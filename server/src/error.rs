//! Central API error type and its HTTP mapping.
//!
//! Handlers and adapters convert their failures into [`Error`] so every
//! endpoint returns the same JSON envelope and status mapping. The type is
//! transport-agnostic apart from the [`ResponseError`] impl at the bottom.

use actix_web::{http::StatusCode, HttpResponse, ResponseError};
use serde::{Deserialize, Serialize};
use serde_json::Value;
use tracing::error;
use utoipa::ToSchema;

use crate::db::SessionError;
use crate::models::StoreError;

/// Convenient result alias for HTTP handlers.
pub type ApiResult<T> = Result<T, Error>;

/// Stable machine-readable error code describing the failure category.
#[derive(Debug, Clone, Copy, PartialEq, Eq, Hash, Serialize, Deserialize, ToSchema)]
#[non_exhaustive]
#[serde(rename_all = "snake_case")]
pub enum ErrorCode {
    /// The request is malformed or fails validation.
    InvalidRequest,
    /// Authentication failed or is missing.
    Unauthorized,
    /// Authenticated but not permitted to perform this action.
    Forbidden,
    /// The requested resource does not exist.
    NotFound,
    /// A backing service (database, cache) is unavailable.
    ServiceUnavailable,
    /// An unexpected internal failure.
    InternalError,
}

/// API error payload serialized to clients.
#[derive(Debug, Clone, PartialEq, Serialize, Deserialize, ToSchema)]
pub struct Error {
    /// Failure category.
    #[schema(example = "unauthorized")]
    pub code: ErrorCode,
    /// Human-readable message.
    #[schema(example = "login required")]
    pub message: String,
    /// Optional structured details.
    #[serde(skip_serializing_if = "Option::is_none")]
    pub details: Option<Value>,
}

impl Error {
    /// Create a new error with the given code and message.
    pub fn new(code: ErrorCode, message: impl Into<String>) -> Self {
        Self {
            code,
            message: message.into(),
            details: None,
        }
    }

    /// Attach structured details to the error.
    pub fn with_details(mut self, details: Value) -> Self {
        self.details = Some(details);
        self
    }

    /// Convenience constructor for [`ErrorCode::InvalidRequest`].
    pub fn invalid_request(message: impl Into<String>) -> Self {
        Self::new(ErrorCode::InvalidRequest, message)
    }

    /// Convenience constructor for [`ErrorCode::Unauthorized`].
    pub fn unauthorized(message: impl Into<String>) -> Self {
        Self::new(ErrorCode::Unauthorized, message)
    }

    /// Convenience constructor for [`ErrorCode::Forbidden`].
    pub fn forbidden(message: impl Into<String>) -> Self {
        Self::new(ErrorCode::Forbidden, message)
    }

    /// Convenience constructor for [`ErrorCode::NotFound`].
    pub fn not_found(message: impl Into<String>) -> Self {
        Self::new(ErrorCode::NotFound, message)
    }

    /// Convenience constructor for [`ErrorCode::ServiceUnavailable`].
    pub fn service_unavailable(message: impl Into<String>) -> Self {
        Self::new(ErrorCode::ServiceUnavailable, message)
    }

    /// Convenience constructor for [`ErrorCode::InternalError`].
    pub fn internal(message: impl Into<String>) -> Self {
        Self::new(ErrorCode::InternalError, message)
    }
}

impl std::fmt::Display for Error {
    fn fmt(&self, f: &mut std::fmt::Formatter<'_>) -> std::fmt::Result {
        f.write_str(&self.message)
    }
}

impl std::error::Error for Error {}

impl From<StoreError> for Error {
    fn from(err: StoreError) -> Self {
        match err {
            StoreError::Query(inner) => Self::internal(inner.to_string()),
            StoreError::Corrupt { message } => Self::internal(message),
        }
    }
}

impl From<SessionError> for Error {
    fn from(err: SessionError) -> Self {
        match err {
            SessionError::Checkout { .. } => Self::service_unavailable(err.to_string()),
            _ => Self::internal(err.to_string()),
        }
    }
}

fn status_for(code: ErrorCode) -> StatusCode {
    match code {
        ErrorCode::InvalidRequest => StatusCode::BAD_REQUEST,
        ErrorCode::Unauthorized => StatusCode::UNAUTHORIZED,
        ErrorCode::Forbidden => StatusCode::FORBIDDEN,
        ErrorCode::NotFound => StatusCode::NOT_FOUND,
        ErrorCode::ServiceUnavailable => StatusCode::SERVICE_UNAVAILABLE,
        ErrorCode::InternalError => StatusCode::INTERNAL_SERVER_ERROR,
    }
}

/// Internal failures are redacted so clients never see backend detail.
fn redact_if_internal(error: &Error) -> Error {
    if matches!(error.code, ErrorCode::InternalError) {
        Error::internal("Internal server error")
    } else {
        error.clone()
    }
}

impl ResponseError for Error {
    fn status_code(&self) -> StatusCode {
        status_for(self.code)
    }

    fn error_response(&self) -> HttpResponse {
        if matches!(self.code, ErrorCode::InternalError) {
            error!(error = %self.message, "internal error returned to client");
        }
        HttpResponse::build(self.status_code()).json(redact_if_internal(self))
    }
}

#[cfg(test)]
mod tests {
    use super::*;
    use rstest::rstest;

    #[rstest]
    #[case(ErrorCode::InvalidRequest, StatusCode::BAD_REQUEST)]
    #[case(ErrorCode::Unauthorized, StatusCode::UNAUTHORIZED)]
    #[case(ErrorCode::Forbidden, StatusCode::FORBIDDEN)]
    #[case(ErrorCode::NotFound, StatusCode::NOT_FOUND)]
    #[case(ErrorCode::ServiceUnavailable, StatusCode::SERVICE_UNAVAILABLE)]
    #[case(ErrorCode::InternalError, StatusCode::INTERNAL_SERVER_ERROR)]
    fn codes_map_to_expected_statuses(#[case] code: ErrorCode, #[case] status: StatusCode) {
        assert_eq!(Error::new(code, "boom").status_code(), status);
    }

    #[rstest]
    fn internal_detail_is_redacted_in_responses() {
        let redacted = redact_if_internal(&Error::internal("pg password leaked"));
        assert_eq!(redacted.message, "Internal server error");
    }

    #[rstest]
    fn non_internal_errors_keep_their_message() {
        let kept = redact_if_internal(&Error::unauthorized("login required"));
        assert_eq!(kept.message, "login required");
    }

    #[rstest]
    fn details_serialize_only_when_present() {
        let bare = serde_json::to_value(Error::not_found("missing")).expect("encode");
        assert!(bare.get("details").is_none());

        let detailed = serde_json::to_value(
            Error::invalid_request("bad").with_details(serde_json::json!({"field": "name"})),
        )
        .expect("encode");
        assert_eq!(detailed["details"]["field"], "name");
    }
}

...

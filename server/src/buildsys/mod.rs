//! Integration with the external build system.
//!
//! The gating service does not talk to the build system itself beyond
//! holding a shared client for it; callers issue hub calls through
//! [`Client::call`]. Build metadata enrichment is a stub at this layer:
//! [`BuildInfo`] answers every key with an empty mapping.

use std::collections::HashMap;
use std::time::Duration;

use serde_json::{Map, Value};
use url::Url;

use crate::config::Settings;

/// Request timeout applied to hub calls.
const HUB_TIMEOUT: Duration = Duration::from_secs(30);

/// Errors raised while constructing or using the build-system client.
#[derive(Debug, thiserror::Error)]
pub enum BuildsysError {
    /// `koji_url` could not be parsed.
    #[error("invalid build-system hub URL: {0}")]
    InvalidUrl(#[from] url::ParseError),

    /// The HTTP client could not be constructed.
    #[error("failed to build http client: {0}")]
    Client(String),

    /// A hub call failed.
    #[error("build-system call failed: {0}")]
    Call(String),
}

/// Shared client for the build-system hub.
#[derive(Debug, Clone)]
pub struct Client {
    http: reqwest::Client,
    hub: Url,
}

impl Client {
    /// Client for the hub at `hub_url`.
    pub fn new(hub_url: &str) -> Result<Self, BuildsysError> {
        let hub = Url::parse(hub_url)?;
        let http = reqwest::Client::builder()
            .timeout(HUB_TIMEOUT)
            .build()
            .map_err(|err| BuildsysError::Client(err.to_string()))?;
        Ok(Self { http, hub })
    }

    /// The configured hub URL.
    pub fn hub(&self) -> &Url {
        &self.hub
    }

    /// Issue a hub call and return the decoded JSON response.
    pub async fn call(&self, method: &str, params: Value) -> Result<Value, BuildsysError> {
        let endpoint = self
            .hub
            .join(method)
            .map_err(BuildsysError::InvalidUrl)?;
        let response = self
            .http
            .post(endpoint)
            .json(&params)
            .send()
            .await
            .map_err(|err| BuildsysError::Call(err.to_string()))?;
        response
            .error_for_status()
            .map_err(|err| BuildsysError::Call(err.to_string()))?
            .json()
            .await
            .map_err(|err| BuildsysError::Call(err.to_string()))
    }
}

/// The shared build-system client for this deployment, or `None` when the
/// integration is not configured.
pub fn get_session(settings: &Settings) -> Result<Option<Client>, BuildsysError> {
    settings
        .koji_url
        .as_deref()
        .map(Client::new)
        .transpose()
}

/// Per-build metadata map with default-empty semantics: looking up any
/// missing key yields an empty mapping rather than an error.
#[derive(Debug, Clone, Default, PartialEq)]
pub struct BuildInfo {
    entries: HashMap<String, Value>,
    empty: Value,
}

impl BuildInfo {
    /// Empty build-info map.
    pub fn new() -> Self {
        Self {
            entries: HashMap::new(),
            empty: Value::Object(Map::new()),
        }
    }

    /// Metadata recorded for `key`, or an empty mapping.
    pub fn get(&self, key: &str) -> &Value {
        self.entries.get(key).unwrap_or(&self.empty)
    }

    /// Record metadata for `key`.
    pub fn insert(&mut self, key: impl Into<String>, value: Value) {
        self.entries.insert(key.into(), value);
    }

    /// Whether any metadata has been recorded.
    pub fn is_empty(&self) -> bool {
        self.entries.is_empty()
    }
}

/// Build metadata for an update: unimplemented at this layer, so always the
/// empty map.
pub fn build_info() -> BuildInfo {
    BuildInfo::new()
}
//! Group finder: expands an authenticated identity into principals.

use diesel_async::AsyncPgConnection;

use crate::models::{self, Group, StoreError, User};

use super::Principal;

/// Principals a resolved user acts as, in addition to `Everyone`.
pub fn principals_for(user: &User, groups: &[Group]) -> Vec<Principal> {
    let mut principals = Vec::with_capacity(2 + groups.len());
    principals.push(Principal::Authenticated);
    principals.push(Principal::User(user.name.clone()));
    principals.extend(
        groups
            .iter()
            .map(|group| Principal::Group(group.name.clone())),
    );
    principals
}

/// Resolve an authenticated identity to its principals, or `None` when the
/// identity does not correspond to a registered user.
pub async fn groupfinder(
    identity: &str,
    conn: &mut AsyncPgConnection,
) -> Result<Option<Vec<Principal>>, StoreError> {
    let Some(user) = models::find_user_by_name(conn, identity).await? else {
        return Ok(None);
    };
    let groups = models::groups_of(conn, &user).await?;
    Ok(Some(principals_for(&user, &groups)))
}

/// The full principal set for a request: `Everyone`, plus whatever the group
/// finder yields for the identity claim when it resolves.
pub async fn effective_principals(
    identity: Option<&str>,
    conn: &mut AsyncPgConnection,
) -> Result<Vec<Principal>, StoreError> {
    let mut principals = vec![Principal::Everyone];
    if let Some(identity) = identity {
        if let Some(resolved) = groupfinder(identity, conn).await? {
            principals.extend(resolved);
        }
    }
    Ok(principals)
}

* **What needs to be done**
Of all the entries above, output exactly the lines between the one holding "use std::collections::HashMap;" and the one holding "to build http", inclusive.

* **Problem solution**
use std::collections::HashMap;
use std::time::Duration;

use serde_json::{Map, Value};
use url::Url;

use crate::config::Settings;

/// Request timeout applied to hub calls.
const HUB_TIMEOUT: Duration = Duration::from_secs(30);

/// Errors raised while constructing or using the build-system client.
#[derive(Debug, thiserror::Error)]
pub enum BuildsysError {
    /// `koji_url` could not be parsed.
    #[error("invalid build-system hub URL: {0}")]
    InvalidUrl(#[from] url::ParseError),

    /// The HTTP client could not be constructed.
    #[error("failed to build http client: {0}")]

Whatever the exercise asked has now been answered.